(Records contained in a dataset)

________________________

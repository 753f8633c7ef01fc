// Copyright Exograph, Inc. All rights reserved.
//
// Use of this software is governed by the Business Source License
// included in the LICENSE file at the root of this repository.
//
// As of the Change Date specified in that file, in accordance with
// the Business Source License, use of this software will be governed
// by the Apache License, Version 2.0.

//! Annotations-as-data.
//!
//! Discovery never touches a live reflection API; every fact about a member
//! (exposure, naming overrides, context/source binding, defaults) arrives as
//! an [`Annotation`] attached to a descriptor. Well-known annotation names
//! understood by the built-in discovery strategies live in [`names`].

use std::collections::{BTreeMap, HashMap};

use indexmap::IndexMap;
use serde::{Deserialize, Serialize, Serializer};

use crate::value::Val;

/// Well-known annotation names.
pub mod names {
    /// Marks a member as an exposed query.
    pub const QUERY: &str = "query";
    /// Marks a member as an exposed mutation.
    pub const MUTATION: &str = "mutation";
    /// Marks a member as an exposed subscription.
    pub const SUBSCRIPTION: &str = "subscription";
    /// Overrides the exposed name (`value` parameter).
    pub const NAME: &str = "name";
    /// Supplies a description (`value` parameter).
    pub const DESCRIPTION: &str = "description";
    /// Marks a member as deprecated (optional `reason` parameter).
    pub const DEPRECATED: &str = "deprecated";
    /// Marks a parameter as bound to ambient request context.
    pub const CONTEXT: &str = "context";
    /// Marks a parameter as bound to the parent operation's result.
    pub const SOURCE: &str = "source";
    /// Marks a parameter as invisible to clients.
    pub const IGNORE: &str = "ignore";
    /// Marks a parameter as an identity (primary key) lookup.
    pub const IDENTITY: &str = "identity";
    /// Marks a parameter as a paging/connection-style request.
    pub const PAGING: &str = "paging";
    /// Supplies a default value (`value` parameter; a string literal when a
    /// literal-parsing default-value provider is configured).
    pub const DEFAULT: &str = "default";
    /// Marks a return type as a union contributor.
    pub const UNION: &str = "union";
    /// Marks a type as a stream/publisher shape (subscription results).
    pub const PUBLISHER: &str = "publisher";
    /// Marks a member's operation as embeddable under any result of its
    /// source type, independent of the declared nesting trail.
    pub const EMBEDDABLE: &str = "embeddable";

    /// Parameter key used by single-value annotations.
    pub const VALUE: &str = "value";
}

/// One annotation instance: a name plus named data values.
#[derive(Serialize, Deserialize, Debug, Clone, PartialEq)]
pub struct Annotation {
    pub name: String,
    #[serde(serialize_with = "ordered_params")]
    pub params: HashMap<String, Val>,
}

fn ordered_params<S: Serializer>(
    value: &HashMap<String, Val>,
    serializer: S,
) -> Result<S::Ok, S::Error> {
    let ordered = value.iter().collect::<BTreeMap<_, _>>();
    ordered.serialize(serializer)
}

impl Annotation {
    pub fn new(name: impl Into<String>) -> Self {
        Self {
            name: name.into(),
            params: HashMap::new(),
        }
    }

    /// A single-value annotation (`name = value`).
    pub fn with_value(name: impl Into<String>, value: impl Into<Val>) -> Self {
        Annotation::new(name).param(names::VALUE, value)
    }

    pub fn param(mut self, key: impl Into<String>, value: impl Into<Val>) -> Self {
        self.params.insert(key.into(), value.into());
        self
    }

    /// The `value` parameter, if present.
    pub fn value(&self) -> Option<&Val> {
        self.params.get(names::VALUE)
    }

    pub fn string_value(&self) -> Option<&str> {
        self.value().and_then(Val::as_str)
    }
}

/// Annotations keyed by name, in declaration order.
#[derive(Serialize, Deserialize, Debug, Clone, PartialEq, Default)]
pub struct AnnotationMap {
    annotations: IndexMap<String, Annotation>,
}

impl AnnotationMap {
    pub fn new(annotations: impl IntoIterator<Item = Annotation>) -> Self {
        let mut map = AnnotationMap::default();
        for annotation in annotations {
            map.add(annotation);
        }
        map
    }

    pub fn add(&mut self, annotation: Annotation) {
        self.annotations
            .entry(annotation.name.clone())
            .or_insert(annotation);
    }

    pub fn get(&self, name: &str) -> Option<&Annotation> {
        self.annotations.get(name)
    }

    pub fn has(&self, name: &str) -> bool {
        self.annotations.contains_key(name)
    }

    pub fn is_empty(&self) -> bool {
        self.annotations.is_empty()
    }

    pub fn iter(&self) -> impl Iterator<Item = &Annotation> {
        self.annotations.values()
    }

    /// The `value` parameter of the named annotation, as a string.
    pub fn string_value(&self, name: &str) -> Option<&str> {
        self.get(name).and_then(Annotation::string_value)
    }

    /// Union with `other`: annotations already present (by name) are kept,
    /// the rest are appended in `other`'s order.
    pub fn merge(&mut self, other: &AnnotationMap) {
        for annotation in other.iter() {
            self.add(annotation.clone());
        }
    }

    pub fn merged(mut self, other: &AnnotationMap) -> Self {
        self.merge(other);
        self
    }
}

impl FromIterator<Annotation> for AnnotationMap {
    fn from_iter<T: IntoIterator<Item = Annotation>>(iter: T) -> Self {
        AnnotationMap::new(iter)
    }
}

________________________

**TASK TO COMPLETE**
Above are some records; repeat all of them exactly.

**WRITTEN SOLUTION**
repository 753f8633c7ef01fc
// Copyright Exograph, Inc. All rights reserved.
//
// Use of this software is governed by the Business Source License
// included in the LICENSE file at the root of this repository.
//
// As of the Change Date specified in that file, in accordance with
// the Business Source License, use of this software will be governed
// by the Apache License, Version 2.0.

//! Annotations-as-data.
//!
//! Discovery never touches a live reflection API; every fact about a member
//! (exposure, naming overrides, context/source binding, defaults) arrives as
//! an [`Annotation`] attached to a descriptor. Well-known annotation names
//! understood by the built-in discovery strategies live in [`names`].

use std::collections::{BTreeMap, HashMap};

use indexmap::IndexMap;
use serde::{Deserialize, Serialize, Serializer};

use crate::value::Val;

/// Well-known annotation names.
pub mod names {
    /// Marks a member as an exposed query.
    pub const QUERY: &str = "query";
    /// Marks a member as an exposed mutation.
    pub const MUTATION: &str = "mutation";
    /// Marks a member as an exposed subscription.
    pub const SUBSCRIPTION: &str = "subscription";
    /// Overrides the exposed name (`value` parameter).
    pub const NAME: &str = "name";
    /// Supplies a description (`value` parameter).
    pub const DESCRIPTION: &str = "description";
    /// Marks a member as deprecated (optional `reason` parameter).
    pub const DEPRECATED: &str = "deprecated";
    /// Marks a parameter as bound to ambient request context.
    pub const CONTEXT: &str = "context";
    /// Marks a parameter as bound to the parent operation's result.
    pub const SOURCE: &str = "source";
    /// Marks a parameter as invisible to clients.
    pub const IGNORE: &str = "ignore";
    /// Marks a parameter as an identity (primary key) lookup.
    pub const IDENTITY: &str = "identity";
    /// Marks a parameter as a paging/connection-style request.
    pub const PAGING: &str = "paging";
    /// Supplies a default value (`value` parameter; a string literal when a
    /// literal-parsing default-value provider is configured).
    pub const DEFAULT: &str = "default";
    /// Marks a return type as a union contributor.
    pub const UNION: &str = "union";
    /// Marks a type as a stream/publisher shape (subscription results).
    pub const PUBLISHER: &str = "publisher";
    /// Marks a member's operation as embeddable under any result of its
    /// source type, independent of the declared nesting trail.
    pub const EMBEDDABLE: &str = "embeddable";

    /// Parameter key used by single-value annotations.
    pub const VALUE: &str = "value";
}

/// One annotation instance: a name plus named data values.
#[derive(Serialize, Deserialize, Debug, Clone, PartialEq)]
pub struct Annotation {
    pub name: String,
    #[serde(serialize_with = "ordered_params")]
    pub params: HashMap<String, Val>,
}

fn ordered_params<S: Serializer>(
    value: &HashMap<String, Val>,
    serializer: S,
) -> Result<S::Ok, S::Error> {
    let ordered = value.iter().collect::<BTreeMap<_, _>>();
    ordered.serialize(serializer)
}

impl Annotation {
    pub fn new(name: impl Into<String>) -> Self {
        Self {
            name: name.into(),
            params: HashMap::new(),
        }
    }

    /// A single-value annotation (`name = value`).
    pub fn with_value(name: impl Into<String>, value: impl Into<Val>) -> Self {
        Annotation::new(name).param(names::VALUE, value)
    }

    pub fn param(mut self, key: impl Into<String>, value: impl Into<Val>) -> Self {
        self.params.insert(key.into(), value.into());
        self
    }

    /// The `value` parameter, if present.
    pub fn value(&self) -> Option<&Val> {
        self.params.get(names::VALUE)
    }

    pub fn string_value(&self) -> Option<&str> {
        self.value().and_then(Val::as_str)
    }
}

/// Annotations keyed by name, in declaration order.
#[derive(Serialize, Deserialize, Debug, Clone, PartialEq, Default)]
pub struct AnnotationMap {
    annotations: IndexMap<String, Annotation>,
}

impl AnnotationMap {
    pub fn new(annotations: impl IntoIterator<Item = Annotation>) -> Self {
        let mut map = AnnotationMap::default();
        for annotation in annotations {
            map.add(annotation);
        }
        map
    }

    pub fn add(&mut self, annotation: Annotation) {
        self.annotations
            .entry(annotation.name.clone())
            .or_insert(annotation);
    }

    pub fn get(&self, name: &str) -> Option<&Annotation> {
        self.annotations.get(name)
    }

    pub fn has(&self, name: &str) -> bool {
        self.annotations.contains_key(name)
    }

    pub fn is_empty(&self) -> bool {
        self.annotations.is_empty()
    }

    pub fn iter(&self) -> impl Iterator<Item = &Annotation> {
        self.annotations.values()
    }

    /// The `value` parameter of the named annotation, as a string.
    pub fn string_value(&self, name: &str) -> Option<&str> {
        self.get(name).and_then(Annotation::string_value)
    }

    /// Union with `other`: annotations already present (by name) are kept,
    /// the rest are appended in `other`'s order.
    pub fn merge(&mut self, other: &AnnotationMap) {
        for annotation in other.iter() {
            self.add(annotation.clone());
        }
    }

    pub fn merged(mut self, other: &AnnotationMap) -> Self {
        self.merge(other);
        self
    }
}

impl FromIterator<Annotation> for AnnotationMap {
    fn from_iter<T: IntoIterator<Item = Annotation>>(iter: T) -> Self {
        AnnotationMap::new(iter)
    }
}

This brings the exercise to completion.